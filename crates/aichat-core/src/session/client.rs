use super::model::{Activity, Session, SessionStatus, SharedSession};
use super::pipeline::SendPipeline;
use super::poller::PollerHandle;
use crate::backend::ChatBackend;
use crate::config::SessionSettings;
use crate::conversation::{Conversation, ConversationController, ConversationId};
use crate::error::{ChatError, Result};
use crate::message::Message;
use crate::transcript::{MergeOutcome, SyncEvent, SyncMerger};
use std::sync::Arc;
use tokio::sync::{Mutex, mpsc};

/// Entry point for a UI layer: one `ChatClient` per open chat context.
///
/// `ChatClient` is responsible for:
/// - Listing conversations and opening one (full history, no windowing)
/// - Starting a new conversation (explicit session reset)
/// - Sending messages through the [`SendPipeline`]
/// - Merging latest-message polls, on demand or from a background poller
/// - Exposing the transcript, status and last error
///
/// Cloning is cheap; clones share the same session.
#[derive(Clone)]
pub struct ChatClient {
    backend: Arc<dyn ChatBackend>,
    session: SharedSession,
    controller: ConversationController,
    pipeline: SendPipeline,
    merger: SyncMerger,
    activity: Activity,
    settings: SessionSettings,
}

impl ChatClient {
    pub fn new(backend: Arc<dyn ChatBackend>, settings: SessionSettings) -> Self {
        let session: SharedSession = Arc::new(Mutex::new(Session::new()));
        let activity = Activity::new();
        let controller = ConversationController::new(Arc::clone(&backend), Arc::clone(&session));
        let pipeline = SendPipeline::new(
            Arc::clone(&backend),
            controller.clone(),
            Arc::clone(&session),
            activity.clone(),
            &settings,
        );
        Self {
            backend,
            session,
            controller,
            pipeline,
            merger: SyncMerger::new(settings.window_size),
            activity,
            settings,
        }
    }

    pub fn settings(&self) -> &SessionSettings {
        &self.settings
    }

    /// Fetches the user's conversations and keeps them on the session.
    pub async fn load_conversations(&self) -> Result<Vec<Conversation>> {
        let result = {
            let _busy = self.activity.begin();
            self.backend.list_conversations().await
        };

        let mut session = self.session.lock().await;
        match result {
            Ok(conversations) => {
                session.conversations = conversations.clone();
                Ok(conversations)
            }
            Err(cause) => {
                let err = ChatError::load_failed("conversations", cause);
                session.record_error(&err);
                Err(err)
            }
        }
    }

    /// Switches the session to `conversation_id` and loads its full history.
    ///
    /// Returns the number of messages now in the transcript. On failure the
    /// conversation stays selected with an empty transcript.
    pub async fn open_conversation(&self, conversation_id: ConversationId) -> Result<usize> {
        let epoch = {
            let mut session = self.session.lock().await;
            session.reset(Some(conversation_id));
            session.epoch
        };
        tracing::info!(target: "aichat::sync", conversation = %conversation_id, "Opening conversation");

        let result = {
            let _busy = self.activity.begin();
            self.backend.list_messages(conversation_id).await
        };

        let mut session = self.session.lock().await;
        let messages = match result {
            Ok(messages) => messages,
            Err(cause) => {
                let err = ChatError::load_failed("messages", cause);
                if session.epoch == epoch {
                    session.record_error(&err);
                }
                return Err(err);
            }
        };
        if session.epoch != epoch {
            tracing::warn!(target: "aichat::sync", conversation = %conversation_id, "Discarding superseded history load");
            return Ok(0);
        }

        match self.merger.merge(
            &mut session,
            SyncEvent::BulkLoad {
                conversation_id,
                messages,
            },
        ) {
            MergeOutcome::Replaced { count } => Ok(count),
            _ => Ok(0),
        }
    }

    /// Clears the session so the next send creates a fresh conversation.
    pub async fn start_new_conversation(&self) {
        self.session.lock().await.reset(None);
        tracing::info!(target: "aichat::sync", "Started a new conversation");
    }

    /// Sends a user message. See [`SendPipeline::send`].
    pub async fn send(&self, content: &str, conversation_id: Option<ConversationId>) -> Result<Vec<Message>> {
        self.pipeline.send(content, conversation_id).await
    }

    /// Resolves the conversation id, creating one if needed.
    pub async fn ensure_conversation(&self) -> Result<ConversationId> {
        self.controller.ensure_conversation(None).await
    }

    /// Polls the latest message of the active conversation and merges it.
    ///
    /// Returns the newly merged messages; a session without an active
    /// conversation polls nothing.
    pub async fn poll_latest(&self) -> Result<Vec<Message>> {
        let (conversation_id, epoch) = {
            let session = self.session.lock().await;
            match session.active_conversation_id {
                Some(id) => (id, session.epoch),
                None => return Ok(Vec::new()),
            }
        };

        let result = {
            let _busy = self.activity.begin();
            self.backend.latest_message(conversation_id).await
        };

        let mut session = self.session.lock().await;
        let message = match result {
            Ok(Some(message)) => message,
            Ok(None) => return Ok(Vec::new()),
            Err(cause) => {
                let err = ChatError::load_failed("latest message", cause);
                if session.epoch == epoch {
                    session.record_error(&err);
                }
                return Err(err);
            }
        };
        if session.epoch != epoch {
            return Ok(Vec::new());
        }

        let outcome = self.merger.merge(
            &mut session,
            SyncEvent::PollResult {
                conversation_id,
                message,
            },
        );
        Ok(outcome.into_appended())
    }

    /// Starts polling the active conversation every
    /// `settings.poll_interval_secs`, forwarding newly merged replies.
    pub fn spawn_poller(&self, replies: mpsc::UnboundedSender<Message>) -> PollerHandle {
        PollerHandle::spawn(self.clone(), self.settings.poll_interval(), replies)
    }

    pub async fn transcript(&self) -> Vec<Message> {
        self.session.lock().await.transcript.to_vec()
    }

    pub async fn active_conversation_id(&self) -> Option<ConversationId> {
        self.session.lock().await.active_conversation_id
    }

    pub async fn active_conversation(&self) -> Option<Conversation> {
        self.controller.active_conversation().await
    }

    pub async fn conversations(&self) -> Vec<Conversation> {
        self.session.lock().await.conversations.clone()
    }

    pub async fn last_error(&self) -> Option<ChatError> {
        self.session.lock().await.last_error.clone()
    }

    pub async fn clear_error(&self) {
        self.session.lock().await.last_error = None;
    }

    pub fn status(&self) -> SessionStatus {
        self.activity.status()
    }
}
--------
### REQUIRED WORK
Restate verbatim the first line above and all lines after it through the line containing "use crate::config::SessionSettings;"; omit the rest.

### RESPONSE TO THIS TASK
filename crates/aichat-core/src/session/client.rs
use super::model::{Activity, Session, SessionStatus, SharedSession};
use super::pipeline::SendPipeline;
use super::poller::PollerHandle;
use crate::backend::ChatBackend;
use crate::config::SessionSettings;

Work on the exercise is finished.